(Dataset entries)
pub mod sse;
pub mod streamable;

use async_trait::async_trait;
use tokio::sync::mpsc;
use url::Url;

use crate::config::{TransportMode, UPSTREAM_CONNECT_TIMEOUT};
use crate::jsonrpc::Frame;

#[derive(Debug, thiserror::Error)]
pub enum UpstreamError {
    #[error("upstream unavailable: {0}")]
    Unavailable(String),
    #[error("upstream handshake failed: {0}")]
    HandshakeFailed(String),
    #[error("failed to send frame to upstream: {0}")]
    SendFailed(String),
}

/// One upstream connection dedicated to a single session. `send` pushes a
/// frontend-originated frame upstream; replies (and, for an SSE upstream,
/// anything the server pushes unprompted) arrive on the `incoming` channel
/// handed back by `connect`.
#[async_trait]
pub trait UpstreamClient: Send + Sync {
    async fn send(&self, frame: Frame) -> Result<(), UpstreamError>;
    async fn close(&self);
}

pub struct UpstreamConnection {
    pub client: std::sync::Arc<dyn UpstreamClient>,
    pub incoming: mpsc::Receiver<Frame>,
}

pub async fn connect(mode: TransportMode, endpoint: &Url) -> Result<UpstreamConnection, UpstreamError> {
    match tokio::time::timeout(UPSTREAM_CONNECT_TIMEOUT, connect_inner(mode, endpoint)).await {
        Ok(result) => result,
        Err(_) => Err(UpstreamError::HandshakeFailed("connect timed out".to_string())),
    }
}

async fn connect_inner(mode: TransportMode, endpoint: &Url) -> Result<UpstreamConnection, UpstreamError> {
    match mode {
        TransportMode::Sse => sse::SseUpstreamClient::connect(endpoint).await,
        TransportMode::Streamable => streamable::StreamableUpstreamClient::connect(endpoint).await,
    }
}
use std::sync::Arc;

use clap::Parser;
use pingora::server::Server;

use mcp_transport_proxy::bridge::SessionBridge;
use mcp_transport_proxy::cli::Cli;
use mcp_transport_proxy::config::{Settings, SHUTDOWN_GRACE_PERIOD};
use mcp_transport_proxy::frontend::ProxyService;
use mcp_transport_proxy::logging;

fn main() {
    let cli = Cli::parse();
    logging::init();

    let settings = match Settings::from_cli(cli) {
        Ok(settings) => Arc::new(settings),
        Err(e) => {
            log::error!("configuration error: {e}");
            std::process::exit(1);
        }
    };

    let bridge = Arc::new(SessionBridge::new(settings.clone()));

    spawn_shutdown_watcher(bridge.clone());

    let mut server = match Server::new(None) {
        Ok(server) => server,
        Err(e) => {
            log::error!("failed to create server: {e}");
            std::process::exit(1);
        }
    };
    server.bootstrap();

    let proxy_service = ProxyService::new(bridge, settings.clone());
    let mut http_service = pingora_proxy::http_proxy_service(&server.configuration, proxy_service);
    http_service.add_tcp(&format!("0.0.0.0:{}", settings.port));
    server.add_service(http_service);

    log::info!("{} {} listening on 0.0.0.0:{}", mcp_transport_proxy::config::SERVER_NAME, mcp_transport_proxy::config::SERVER_VERSION, settings.port);
    log::info!("frontend transport: {}", settings.input_mode.as_str());
    log::info!("upstream transport: {} at {}", settings.output_mode.as_str(), settings.upstream_endpoint);
    log::info!("sse endpoint: {}", settings.sse_endpoint);
    log::info!("streamable endpoint: {}", settings.http_endpoint);
    log::info!("health endpoint: /health");

    server.run_forever();
}

/// `pingora`'s `run_forever` takes over the calling thread with its own
/// runtime, so session draining on shutdown runs on a dedicated thread with
/// a small runtime of its own. On SIGINT/SIGTERM every session is asked to
/// close, given up to `SHUTDOWN_GRACE_PERIOD` to finish, and the process
/// then exits cleanly rather than waiting on pingora's own exit path.
fn spawn_shutdown_watcher(bridge: Arc<SessionBridge>) {
    std::thread::spawn(move || {
        let rt = match tokio::runtime::Builder::new_current_thread().enable_all().build() {
            Ok(rt) => rt,
            Err(e) => {
                log::error!("failed to start shutdown watcher runtime: {e}");
                return;
            }
        };
        rt.block_on(async move {
            wait_for_shutdown_signal().await;
            log::info!("shutdown signal received, draining sessions");
            bridge.shutdown().await;
            tokio::time::sleep(SHUTDOWN_GRACE_PERIOD).await;
            log::info!("shutdown grace period elapsed, exiting");
            std::process::exit(0);
        });
    });
}

#[cfg(unix)]
async fn wait_for_shutdown_signal() {
    use tokio::signal::unix::{signal, SignalKind};
    let mut terminate = match signal(SignalKind::terminate()) {
        Ok(s) => s,
        Err(e) => {
            log::error!("failed to install SIGTERM handler: {e}");
            std::future::pending::<()>().await;
            unreachable!()
        }
    };
    tokio::select! {
        _ = tokio::signal::ctrl_c() => {}
        _ = terminate.recv() => {}
    }
}

#[cfg(not(unix))]
async fn wait_for_shutdown_signal() {
    let _ = tokio::signal::ctrl_c().await;
}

Exercise prompt: Retype the portion of the data above that starts on the line with "use mcp_transport_proxy::frontend::ProxyService;" and finishes on the line with "server.add_service(http_service);", including both of those lines.

Solution to this problem:
use mcp_transport_proxy::frontend::ProxyService;
use mcp_transport_proxy::logging;

fn main() {
    let cli = Cli::parse();
    logging::init();

    let settings = match Settings::from_cli(cli) {
        Ok(settings) => Arc::new(settings),
        Err(e) => {
            log::error!("configuration error: {e}");
            std::process::exit(1);
        }
    };

    let bridge = Arc::new(SessionBridge::new(settings.clone()));

    spawn_shutdown_watcher(bridge.clone());

    let mut server = match Server::new(None) {
        Ok(server) => server,
        Err(e) => {
            log::error!("failed to create server: {e}");
            std::process::exit(1);
        }
    };
    server.bootstrap();

    let proxy_service = ProxyService::new(bridge, settings.clone());
    let mut http_service = pingora_proxy::http_proxy_service(&server.configuration, proxy_service);
    http_service.add_tcp(&format!("0.0.0.0:{}", settings.port));
    server.add_service(http_service);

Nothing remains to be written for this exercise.